Ho! Ho! Ho! Is your business ready for the season that arrives after the holidays? It’s almost here—tax time, that is—and getting organized so you’ll be ready is a good idea.
Here are five tips.
- Tie down your income. You’ll want to verify that tax documents you receive early next year, such as Form 1099, are correct, so add up cash register tapes, bank deposit slips, receipt books, invoices and credit card charge slips.
- Wrap up your inventory. Records of items you bought and resold to customers help maximize your cost-of-goods-sold deduction. Total your cancelled checks, receipts, credit card sales slips and supplier invoices.
- Give yourself the gift of expenses. Overlooking a business expense means missing a tax deduction. In addition to your cancelled checks, include amounts from account statements and petty cash slips.
- Put a bow on business property. Purchases of furniture, computers, machinery or other business property can qualify for depreciation deductions, including bonus depreciation and immediate expensing under Section 179. If you sold an asset during the year, you’ll need accurate information to compute your gain or loss.
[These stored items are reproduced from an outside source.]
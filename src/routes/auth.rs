use std::convert::Infallible;

use axum::{
    extract::{Path, State},
    http::StatusCode,
    response::{
        sse::{Event, KeepAlive, Sse},
        IntoResponse, Redirect, Response,
    },
    Json,
};
use chrono::{Duration, Utc};
use futures::{Stream, StreamExt};
use serde::Deserialize;
use serde_json::json;
use tokio_stream::wrappers::WatchStream;

use super::AppState;
use crate::{
    auth::{extractors::REFRESH_MARGIN_SECS, ClientSession, SessionSnapshot, SessionStatus},
    error::{AppError, AppResult},
    models::Session,
};

#[derive(Debug, Deserialize)]
pub struct Credentials {
    pub email: String,
    pub password: String,
}

#[derive(Debug, Deserialize)]
pub struct SignUpRequest {
    pub email: String,
    pub password: String,
    #[serde(default)]
    pub full_name: Option<String>,
}

/// Tokens handed back by the OAuth redirect
#[derive(Debug, Deserialize)]
pub struct CallbackRequest {
    pub access_token: String,
    pub refresh_token: String,
    #[serde(default = "default_expires_in")]
    pub expires_in: i64,
}

fn default_expires_in() -> i64 {
    3600
}

impl Credentials {
    fn validate(&self) -> AppResult<()> {
        if self.email.trim().is_empty() || !self.email.contains('@') {
            return Err(AppError::InvalidInput("A valid email is required".to_string()));
        }
        if self.password.is_empty() {
            return Err(AppError::InvalidInput("Password is required".to_string()));
        }
        Ok(())
    }
}

pub async fn sign_in(
    State(state): State<AppState>,
    client: ClientSession,
    Json(credentials): Json<Credentials>,
) -> AppResult<Json<SessionStatus>> {
    credentials.validate()?;

    let session = state
        .sessions
        .provider()
        .sign_in_with_password(credentials.email.trim(), &credentials.password)
        .await?;
    client.store.set_session(session);

    Ok(Json(client.store.snapshot().status()))
}

pub async fn sign_up(
    State(state): State<AppState>,
    client: ClientSession,
    Json(request): Json<SignUpRequest>,
) -> AppResult<Response> {
    let credentials = Credentials {
        email: request.email,
        password: request.password,
    };
    credentials.validate()?;

    let full_name = request.full_name.filter(|n| !n.trim().is_empty());
    let session = state
        .sessions
        .provider()
        .sign_up(credentials.email.trim(), &credentials.password, full_name)
        .await?;

    match session {
        Some(session) => {
            client.store.set_session(session);
            Ok((StatusCode::CREATED, Json(client.store.snapshot().status())).into_response())
        }
        None => Ok((
            StatusCode::ACCEPTED,
            Json(json!({ "status": "confirmation_required" })),
        )
            .into_response()),
    }
}

/// Completes an OAuth sign-in once the provider redirected back with tokens
pub async fn callback(
    State(state): State<AppState>,
    client: ClientSession,
    Json(request): Json<CallbackRequest>,
) -> AppResult<Json<SessionStatus>> {
    let user = state.sessions.provider().user(&request.access_token).await?;
    tracing::info!(client_id = %client.client_id, user_id = %user.id, "OAuth sign-in completed");

    client.store.set_session(Session {
        access_token: request.access_token,
        refresh_token: request.refresh_token,
        expires_at: Utc::now() + Duration::seconds(request.expires_in),
        user,
    });

    Ok(Json(client.store.snapshot().status()))
}

pub async fn refresh(client: ClientSession) -> AppResult<Json<SessionStatus>> {
    client.store.refresh().await?;
    Ok(Json(client.store.snapshot().status()))
}

pub async fn sign_out(client: ClientSession) -> Json<SessionStatus> {
    client.store.sign_out().await;
    Json(client.store.snapshot().status())
}

/// Current session state, refreshed first when close to expiry
pub async fn session(client: ClientSession) -> Json<SessionStatus> {
    if let Err(e) = client
        .store
        .fresh_session(Duration::seconds(REFRESH_MARGIN_SECS))
        .await
    {
        tracing::warn!(client_id = %client.client_id, error = %e, "Session check could not refresh");
    }
    Json(client.store.snapshot().status())
}

/// Redirects the browser to the provider's OAuth consent page
pub async fn oauth(
    State(state): State<AppState>,
    Path(provider): Path<String>,
) -> AppResult<Redirect> {
    let url = state.sessions.provider().authorize_url(&provider)?;
    Ok(Redirect::to(&url))
}

fn session_event(snapshot: SessionSnapshot) -> Event {
    Event::default()
        .event("session")
        .json_data(snapshot.status())
        .unwrap_or_else(|e| {
            tracing::error!(error = %e, "Failed to encode session event");
            Event::default().comment("encoding error")
        })
}

/// Server-sent stream of session changes, starting with the current state
pub async fn events(client: ClientSession) -> Sse<impl Stream<Item = Result<Event, Infallible>>> {
    tracing::debug!(client_id = %client.client_id, "Session feed subscribed");

    let stream = WatchStream::new(client.store.subscribe())
        .map(|snapshot| Ok::<_, Infallible>(session_event(snapshot)));

    Sse::new(stream).keep_alive(KeepAlive::default())
}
Gather real estate closing statements, cancelled checks, purchase orders and sales invoices.
- Box up your records. Did you have to scramble to locate all your financial records? Buy an inexpensive software program that will help you keep your business organized throughout the year. If you don’t like to be boxed in, use an online service.
Tax season may never be as enjoyable as the holidays that precede it. But organization is vital to your business. A good recordkeeping system allows you to monitor your firm’s progress, and helps you with tax and other planning decisions that can save money. You might find that those savings make next year’s holiday season even happier.